Items from a data source:
━━━

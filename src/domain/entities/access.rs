use std::fmt;

/// Authorization tier of a sender, derived per message
#[derive(Debug, Clone, Copy, Default, PartialEq, Eq)]
pub struct Access {
    pub is_root_owner: bool,
    pub is_owner: bool,
    pub is_moderator: bool,
    pub is_premium: bool,
}

/// Why a plugin refused to run for a sender
#[derive(Debug, Clone, Copy, PartialEq, Eq, Hash)]
pub enum FailKind {
    RootOwner,
    Owner,
    Moderator,
    Premium,
    Group,
    BotAdmin,
    Admin,
    Private,
    Unregistered,
}

impl FailKind {
    pub fn as_str(&self) -> &str {
        match self {
            FailKind::RootOwner => "root-owner",
            FailKind::Owner => "owner",
            FailKind::Moderator => "moderator",
            FailKind::Premium => "premium",
            FailKind::Group => "group",
            FailKind::BotAdmin => "bot-admin",
            FailKind::Admin => "admin",
            FailKind::Private => "private",
            FailKind::Unregistered => "unregistered",
        }
    }
}

impl fmt::Display for FailKind {
    fn fmt(&self, f: &mut fmt::Formatter<'_>) -> fmt::Result {
        f.write_str(self.as_str())
    }
}
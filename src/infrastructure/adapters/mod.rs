//! Transport adapters

pub mod console;

pub use console::{ConsoleAdapter, Outgoing};
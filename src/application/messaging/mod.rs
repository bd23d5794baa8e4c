//! Message handling - admission, prefix matching and plugin dispatch

pub mod admission;
pub mod dispatcher;
pub mod events;
pub mod parser;

pub use admission::{AdmissionQueue, QueueTicket, SpamGuard, SpamVerdict};
pub use dispatcher::{Clock, Denial, DispatchReport, DispatchState, Dispatcher};
pub use parser::{MessageParser, DEFAULT_PREFIX};
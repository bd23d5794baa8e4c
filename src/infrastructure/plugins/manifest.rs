//! Plugin manifest definition

use serde::{Deserialize, Serialize};

use crate::application::errors::PluginError;
use crate::domain::entities::{
    BanPolicy, CommandItem, CommandMatcher, PermissionRequirements, PrefixEntry, PrefixSpec,
};
use regex_lite::Regex;

/// A literal word or a `{pattern: ...}` regular expression
#[derive(Debug, Clone, PartialEq, Eq, Deserialize, Serialize)]
#[serde(untagged)]
pub enum PatternOrWord {
    Word(String),
    Pattern { pattern: String },
}

/// `command:` field. `false` declares a listener-only plugin.
#[derive(Debug, Clone, PartialEq, Eq, Deserialize, Serialize)]
#[serde(untagged)]
pub enum CommandSpec {
    Enabled(bool),
    Word(String),
    Pattern { pattern: String },
    List(Vec<PatternOrWord>),
}

/// `custom-prefix:` field
#[derive(Debug, Clone, PartialEq, Eq, Deserialize, Serialize)]
#[serde(untagged)]
pub enum PrefixField {
    Literal(String),
    Pattern { pattern: String },
    List(Vec<PatternOrWord>),
}

/// Plugin metadata, one YAML document per plugin
#[derive(Debug, Clone, Default, Deserialize, Serialize)]
#[serde(default, rename_all = "kebab-case")]
pub struct PluginManifest {
    /// Defaults to the file stem
    pub name: Option<String>,

    /// Catalog key of the compiled-in handler; defaults to the plugin name
    pub handler: Option<String>,

    pub command: Option<CommandSpec>,
    pub custom_prefix: Option<PrefixField>,
    pub tags: Vec<String>,
    pub help: Vec<String>,
    pub disabled: bool,
    pub permissions: PermissionRequirements,
    pub exp: Option<i64>,
    pub limit: i64,
    pub level: i64,
    pub ban_policy: Option<BanPolicy>,
}

fn compile(name: &str, pattern: &str) -> Result<Regex, PluginError> {
    Regex::new(pattern).map_err(|e| PluginError::Malformed {
        name: name.to_string(),
        reason: format!("invalid pattern '{}': {}", pattern, e),
    })
}

impl PluginManifest {
    pub fn parse(name: &str, source: &str) -> Result<Self, PluginError> {
        let manifest: PluginManifest = serde_yaml::from_str(source).map_err(|e| PluginError::Malformed {
            name: name.to_string(),
            reason: e.to_string(),
        })?;

        if let Some(declared) = &manifest.name {
            if declared != name {
                return Err(PluginError::Malformed {
                    name: name.to_string(),
                    reason: format!("manifest declares name '{}'", declared),
                });
            }
        }
        Ok(manifest)
    }

    pub fn handler_key<'a>(&'a self, name: &'a str) -> &'a str {
        self.handler.as_deref().unwrap_or(name)
    }

    /// `command: false` marks a listener
    pub fn is_listener(&self) -> bool {
        matches!(self.command, Some(CommandSpec::Enabled(false)))
    }

    /// Compile the command field. `None` means never reachable by command.
    pub fn command_matcher(&self, name: &str) -> Result<Option<CommandMatcher>, PluginError> {
        let Some(spec) = &self.command else {
            return Ok(None);
        };
        let matcher = match spec {
            CommandSpec::Enabled(false) => return Ok(None),
            CommandSpec::Enabled(true) => {
                return Err(PluginError::Malformed {
                    name: name.to_string(),
                    reason: "command must be false, a word, a pattern or a list".to_string(),
                })
            }
            CommandSpec::Word(word) => CommandMatcher::Literal(word.clone()),
            CommandSpec::Pattern { pattern } => CommandMatcher::Pattern(compile(name, pattern)?),
            CommandSpec::List(items) => CommandMatcher::List(
                items
                    .iter()
                    .map(|item| match item {
                        PatternOrWord::Word(word) => Ok(CommandItem::Literal(word.clone())),
                        PatternOrWord::Pattern { pattern } => compile(name, pattern).map(CommandItem::Pattern),
                    })
                    .collect::<Result<_, _>>()?,
            ),
        };
        Ok(Some(matcher))
    }

    pub fn prefix(&self, name: &str) -> Result<Option<PrefixSpec>, PluginError> {
        let Some(field) = &self.custom_prefix else {
            return Ok(None);
        };
        let spec = match field {
            PrefixField::Literal(literal) => PrefixSpec::Literal(literal.clone()),
            PrefixField::Pattern { pattern } => PrefixSpec::Pattern(compile(name, pattern)?),
            PrefixField::List(items) => PrefixSpec::List(
                items
                    .iter()
                    .map(|item| match item {
                        PatternOrWord::Word(word) => Ok(PrefixEntry::Literal(word.clone())),
                        PatternOrWord::Pattern { pattern } => compile(name, pattern).map(PrefixEntry::Pattern),
                    })
                    .collect::<Result<_, _>>()?,
            ),
        };
        Ok(Some(spec))
    }
}
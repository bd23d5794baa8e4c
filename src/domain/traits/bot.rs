use async_trait::async_trait;
use crate::domain::entities::GroupMetadata;
use crate::application::errors::BotError;

/// Bot trait - abstraction for the messaging transport
#[async_trait]
pub trait Bot: Send + Sync {
    /// Send a message to a chat
    async fn send_message(&self, chat_id: &str, text: &str) -> Result<String, BotError>;

    /// Reply to a message, quoting it where the platform supports that
    async fn reply(&self, chat_id: &str, text: &str, _quoted_id: &str) -> Result<String, BotError> {
        self.send_message(chat_id, text).await
    }

    /// Fetch group metadata and participants
    async fn group_metadata(&self, chat_id: &str) -> Result<GroupMetadata, BotError>;

    /// Send a read receipt
    async fn mark_read(&self, _chat_id: &str, _message_id: &str) -> Result<(), BotError> {
        Ok(())
    }

    /// Block a user account
    async fn block_user(&self, _user_id: &str) -> Result<(), BotError> {
        Ok(())
    }

    /// Get bot info
    fn bot_info(&self) -> BotInfo;
}

/// Bot information
#[derive(Debug, Clone)]
pub struct BotInfo {
    pub id: String,
    pub name: String,
    pub username: String,
}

━━━

Exercise aim: Only one stretch of the entries above is wanted: the lines from the one containing "f.write_str(self.as_str())" through the one containing "and plugin dispatch". Please reproduce it exactly.

Task solution:
        f.write_str(self.as_str())
    }
}
filename src/infrastructure/adapters/mod.rs
//! Transport adapters

pub mod console;

pub use console::{ConsoleAdapter, Outgoing};
filename src/application/messaging/mod.rs
repository bd23d5794baa8e4c
//! Message handling - admission, prefix matching and plugin dispatch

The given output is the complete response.